Copy each line of the records that holds the string "dialer".

→ **Saved data entries**
※ ※ ※

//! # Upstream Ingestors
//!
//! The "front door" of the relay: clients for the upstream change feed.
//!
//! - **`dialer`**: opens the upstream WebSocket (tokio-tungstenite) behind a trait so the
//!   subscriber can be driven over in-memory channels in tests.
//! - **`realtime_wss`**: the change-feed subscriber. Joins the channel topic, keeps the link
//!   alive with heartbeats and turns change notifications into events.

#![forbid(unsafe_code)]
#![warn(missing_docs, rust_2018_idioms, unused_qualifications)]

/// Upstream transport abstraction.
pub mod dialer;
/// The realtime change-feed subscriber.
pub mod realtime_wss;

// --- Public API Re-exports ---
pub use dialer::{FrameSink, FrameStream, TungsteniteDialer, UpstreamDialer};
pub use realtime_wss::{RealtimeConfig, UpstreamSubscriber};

※ ※ ※

→ **TASK SOLUTION**
//! - **`dialer`**: opens the upstream WebSocket (tokio-tungstenite) behind a trait so the
pub mod dialer;
pub use dialer::{FrameSink, FrameStream, TungsteniteDialer, UpstreamDialer};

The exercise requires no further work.